Easing the Edgewood-based manufacturer’s worries is the fact it has existing relationships with both companies in the blockbuster acquisition. An active Sikorsky subcontractor, CPI Aero has completed several Lockheed Martin projects in the past – and recently inked a $10 million award for lock assemblies on the F-35, Lockheed’s multifaceted stealth fighter jet.
Another regional manufacturer with ties to both Lockheed Martin and Sikorsky is Ronkonkoma’s East/West Industries, which produces aircraft seats, life-support systems and ground-support equipment for high-performance military aircraft. A Lockheed supplier since the 1980s and Sikorsky supplier since the 1990s, East/West “doesn’t anticipate any negative effects in the short run” following the acquisition, according to Vice President of Business Development Joe Spinosa.
“The programs we’re in (at Lockheed Martin and Sikorsky) are both legacy programs and new-build programs,” Spinosa said. “I think Lockheed is going to go in there and see what kind of economies they can shape with their management system, and in the long run they may leverage their abilities in regards to their supplier network. But in the short term, the programs we’re in are good programs.”
The fact that CPI Aerostructures and East/West Industries have extensive relationships with both companies adds an extra layer of confidence, particularly since the companies have a long history of collaboration: Sikorsky already partners with Lockheed Martin on combat rescue choppers, U.S. Navy airships and the VH-92 Presidential Helicopter.
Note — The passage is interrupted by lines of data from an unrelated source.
use rust_decimal::Decimal;
use rust_decimal::MathematicalOps;
use rust_decimal_macros::dec;
use serde::{Deserialize, Serialize};
use std::time::Instant;

use crate::error::{EngineError, ValidationIssue};
use crate::types::{with_metadata, ComputationOutput, Money, Rate};
use crate::EngineResult;

// ---------------------------------------------------------------------------
// Types
// ---------------------------------------------------------------------------

/// Whether the scenario replays a real crash or is hypothetical.
#[derive(Debug, Clone, Copy, PartialEq, Eq, Serialize, Deserialize)]
#[serde(rename_all = "snake_case")]
pub enum ScenarioKind {
    Historical,
    Hypothetical,
}

#[derive(Debug, Clone, Copy, PartialEq, Eq, PartialOrd, Ord, Serialize, Deserialize)]
#[serde(rename_all = "snake_case")]
pub enum Severity {
    Mild,
    Moderate,
    Severe,
}

/// A one-off loss applied to the whole portfolio.
#[derive(Debug, Clone, PartialEq, Serialize, Deserialize)]
pub struct StressScenario {
    pub id: String,
    pub name: String,
    pub kind: ScenarioKind,
    /// Peak-to-trough loss as a fraction (0.37 = 37%).
    pub loss_percent: Rate,
    #[serde(default)]
    pub description: String,
}

#[derive(Debug, Clone, Serialize, Deserialize)]
pub struct StressTestInput {
    pub portfolio_value: Money,
    /// Built-in scenarios when absent.
    #[serde(default)]
    pub scenarios: Option<Vec<StressScenario>>,
    /// Annual return assumed for the recovery estimate.
    #[serde(default = "default_recovery_return")]
    pub expected_return: Rate,
}

fn default_recovery_return() -> Rate {
    dec!(0.07)
}

#[derive(Debug, Clone, PartialEq, Serialize, Deserialize)]
pub struct ScenarioImpact {
    pub id: String,
    pub name: String,
    pub kind: ScenarioKind,
    pub loss_percent: Rate,
    pub stressed_value: Money,
    pub absolute_loss: Money,
    pub severity: Severity,
    /// Years to regain the pre-crash value; `None` when it never recovers at
    /// the expected return.
    pub recovery_years: Option<Decimal>,
}

#[derive(Debug, Clone, Serialize, Deserialize)]
pub struct StressTestOutput {
    pub results: Vec<ScenarioImpact>,
    pub worst_case: ScenarioImpact,
    pub average_loss: Money,
}

// ---------------------------------------------------------------------------
// Built-in scenarios
// ---------------------------------------------------------------------------

fn scenario(id: &str, name: &str, kind: ScenarioKind, loss: Rate, description: &str) -> StressScenario {
    StressScenario {
        id: id.into(),
        name: name.into(),
        kind,
        loss_percent: loss,
        description: description.into(),
    }
}

/// Five historical crashes and three hypothetical shocks.
pub fn predefined_scenarios() -> Vec<StressScenario> {
    use ScenarioKind::{Historical, Hypothetical};
    vec![
        scenario(
            "black-monday-1987",
            "Schwarzer Montag 1987",
            Historical,
            dec!(0.22),
            "Eintägiger Kurssturz an den Weltbörsen",
        ),
        scenario(
            "dotcom-2000",
            "Dotcom-Crash 2000-2003",
            Historical,
            dec!(0.49),
            "Platzen der Technologieblase",
        ),
        scenario(
            "financial-crisis-2008",
            "Finanzkrise 2008",
            Historical,
            dec!(0.37),
            "Globale Banken- und Finanzkrise",
        ),
        scenario(
            "euro-crisis-2011",
            "Euro-Krise 2011",
            Historical,
            dec!(0.22),
            "Staatsschuldenkrise im Euroraum",
        ),
        scenario(
            "covid-2020",
            "Corona-Crash 2020",
            Historical,
            dec!(0.34),
            "Pandemiebedingter Einbruch im Frühjahr 2020",
        ),
        scenario(
            "moderate-correction",
            "Moderate Korrektur",
            Hypothetical,
            dec!(0.10),
            "Übliche Marktkorrektur",
        ),
        scenario(
            "severe-recession",
            "Schwere Rezession",
            Hypothetical,
            dec!(0.30),
            "Längere wirtschaftliche Abschwungphase",
        ),
        scenario(
            "extreme",
            "Extremes Szenario",
            Hypothetical,
            dec!(0.60),
            "Verlust deutlich über historischen Crashs",
        ),
    ]
}

// ---------------------------------------------------------------------------
// Building blocks
// ---------------------------------------------------------------------------

/// Mild below 20% loss, moderate below 40%, severe from 40%.
pub fn severity_for_loss(loss: Rate) -> Severity {
    if loss < dec!(0.2) {
        Severity::Mild
    } else if loss < dec!(0.4) {
        Severity::Moderate
    } else {
        Severity::Severe
    }
}

pub fn stressed_value(value: Money, loss: Rate) -> Money {
    value * (Decimal::ONE - loss)
}

/// `ln(1 / (1 - loss)) / ln(1 + r)`.
pub fn recovery_years(loss: Rate, annual_return: Rate) -> Option<Decimal> {
    if loss <= Decimal::ZERO {
        return Some(Decimal::ZERO);
    }
    if loss >= Decimal::ONE || annual_return <= Decimal::ZERO {
        return None;
    }
    let needed = (Decimal::ONE / (Decimal::ONE - loss)).ln();
    let per_year = (Decimal::ONE + annual_return).ln();
    if per_year.is_zero() {
        return None;
    }
    Some(needed / per_year)
}

fn validate(input: &StressTestInput, scenarios: &[StressScenario]) -> Vec<ValidationIssue> {
    let mut issues = Vec::new();
    if input.portfolio_value < Decimal::ZERO {
        issues.push(ValidationIssue::new(
            "portfolio_value",
            "Portfoliowert darf nicht negativ sein.",
        ));
    }
    if scenarios.is_empty() {
        issues.push(ValidationIssue::new(
            "scenarios",
            "Mindestens ein Szenario ist erforderlich.",
        ));
    }
    for (i, s) in scenarios.iter().enumerate() {
        if s.loss_percent < Decimal::ZERO || s.loss_percent > Decimal::ONE {
            issues.push(ValidationIssue::new(
                format!("scenarios[{i}].loss_percent"),
                "Verlust muss zwischen 0 und 1 liegen.",
            ));
        }
    }
    issues
}

// ---------------------------------------------------------------------------
// Core function
// ---------------------------------------------------------------------------

pub fn run_stress_test(input: &StressTestInput) -> EngineResult<ComputationOutput<StressTestOutput>> {
    let start = Instant::now();
    let scenarios = input.scenarios.clone().unwrap_or_else(predefined_scenarios);
    EngineError::from_issues(validate(input, &scenarios))?;

    let results: Vec<ScenarioImpact> = scenarios
        .iter()
        .map(|s| {
            let stressed = stressed_value(input.portfolio_value, s.loss_percent);
            ScenarioImpact {
                id: s.id.clone(),
                name: s.name.clone(),
                kind: s.kind,
                loss_percent: s.loss_percent,
                stressed_value: stressed,
                absolute_loss: input.portfolio_value - stressed,
                severity: severity_for_loss(s.loss_percent),
                recovery_years: recovery_years(s.loss_percent, input.expected_return),
            }
        })
        .collect();

    // first of equally bad scenarios wins
    let mut worst_case = results[0].clone();
    for r in &results[1..] {
        if r.loss_percent > worst_case.loss_percent {
            worst_case = r.clone();
        }
    }
    let average_loss =
        results.iter().map(|r| r.absolute_loss).sum::<Decimal>() / Decimal::from(results.len() as u64);

    let mut warnings = Vec::new();
    if input.expected_return <= Decimal::ZERO {
        warnings.push("Keine Erholung bei nicht-positiver erwarteter Rendite".to_string());
    }

    let elapsed = start.elapsed().as_micros() as u64;
    Ok(with_metadata(
        "Stress test (one-off portfolio loss per scenario, log recovery time)",
        &serde_json::json!({
            "portfolio_value": input.portfolio_value.to_string(),
            "scenarios": results.len(),
            "expected_return": input.expected_return.to_string(),
        }),
        warnings,
        elapsed,
        StressTestOutput {
            results,
            worst_case,
            average_loss,
        },
    ))
}

#[cfg(test)]
mod tests {
    use super::*;

    fn default_input() -> StressTestInput {
        StressTestInput {
            portfolio_value: dec!(500_000),
            scenarios: None,
            expected_return: dec!(0.07),
        }
    }

    #[test]
    fn test_predefined_scenarios() {
        let s = predefined_scenarios();
        assert_eq!(s.len(), 8);
        assert_eq!(s.iter().filter(|x| x.kind == ScenarioKind::Historical).count(), 5);
    }

    #[test]
    fn test_severity_cutoffs() {
        assert_eq!(severity_for_loss(dec!(0.10)), Severity::Mild);
        assert_eq!(severity_for_loss(dec!(0.2)), Severity::Moderate);
        assert_eq!(severity_for_loss(dec!(0.37)), Severity::Moderate);
        assert_eq!(severity_for_loss(dec!(0.4)), Severity::Severe);
    }

    #[test]
    fn test_financial_crisis_impact() {
        let out = run_stress_test(&default_input()).unwrap().result;
        let gfc = out.results.iter().find(|r| r.id == "financial-crisis-2008").unwrap();
        assert_eq!(gfc.stressed_value, dec!(315_000));
        assert_eq!(gfc.absolute_loss, dec!(185_000));
        assert_eq!(out.worst_case.id, "extreme");
    }

    #[test]
    fn test_recovery_years() {
        // halving needs ln(2)/ln(1.07) ~ 10.24 years
        let years = recovery_years(dec!(0.5), dec!(0.07)).unwrap();
        assert!((years - dec!(10.2448)).abs() < dec!(0.001));
        assert_eq!(recovery_years(dec!(0.5), Decimal::ZERO), None);
        assert_eq!(recovery_years(Decimal::ONE, dec!(0.07)), None);
        assert_eq!(recovery_years(Decimal::ZERO, dec!(0.07)), Some(Decimal::ZERO));
    }

    #[test]
    fn test_invalid_loss_rejected() {
        let mut input = default_input();
        input.scenarios = Some(vec![StressScenario {
            id: "x".into(),
            name: "x".into(),
            kind: ScenarioKind::Hypothetical,
            loss_percent: dec!(1.5),
            description: String::new(),
        }]);
        assert!(matches!(
            run_stress_test(&input),
            Err(EngineError::InvalidConfiguration(_))
        ));
    }
}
But that additional swagger may be missing today, Spinosa noted, from regional suppliers used to dealing with one aerospace giant or the other.
“I think they’d have to look a little more closely, if they were only a single supplier instead of both,” he said. “It also depends on the type of items you supply. If you were supplying more commodity-type items – fasteners, and not specialty designs – you’d have to be more concerned.
“But items that are more custom-designed are less of a concern,” Spinosa added. “I don’t think they’re looking to disrupt the supply chain, just looking to leverage economies of scale within their existing relationships.”
Hauppauge-based Air Industries Group – an umbrella of machine shops, metallurgists, welders, aerostructure specialists and electronic assembly experts throughout Long Island and Connecticut – has had very little interaction with Lockheed Martin, but boasts a four-decade history as a Sikorsky supplier. The merger certainly caught the attention of Gary Settoducato, Air Industries veep for business development, but like other Island-based manufacturers, Air Industries Group isn’t looking for the ejector seat just yet.
“Right now, we don’t see it affecting anything,” Settoducato said. “If anything, we look forward to continuing our good relationship with Sikorsky and expanding our relationship with Lockheed.”
Air Industries Group – whose Long Island companies include tool and metallurgy shops in Hauppauge, Bay Shore and West Babylon – plans to continue providing machine and sheet-metal assemblies to its longtime customer. And while Settoducato stressed that he’s “not aware of Sikorsky consciously looking to get out of this area,” he did note one post-acquisition concern troubling his conglomerate.
“Our main concern is whether jobs will stay in this region,” he said.
It is, at worst, a minor worry: Not only has Sikorsky “always been loyal to their suppliers and to their connectivity with the Long Island region,” according to Settoducato, but as CPI Aerostructures’ Palmerini noted, aircraft assembly is no longer a regional industry.
“They do a lot of sourcing in other regions,” Palmerini said. “It’s not like the old days where if you were in Texas, you only worked with companies in Texas. It’s an international business now.”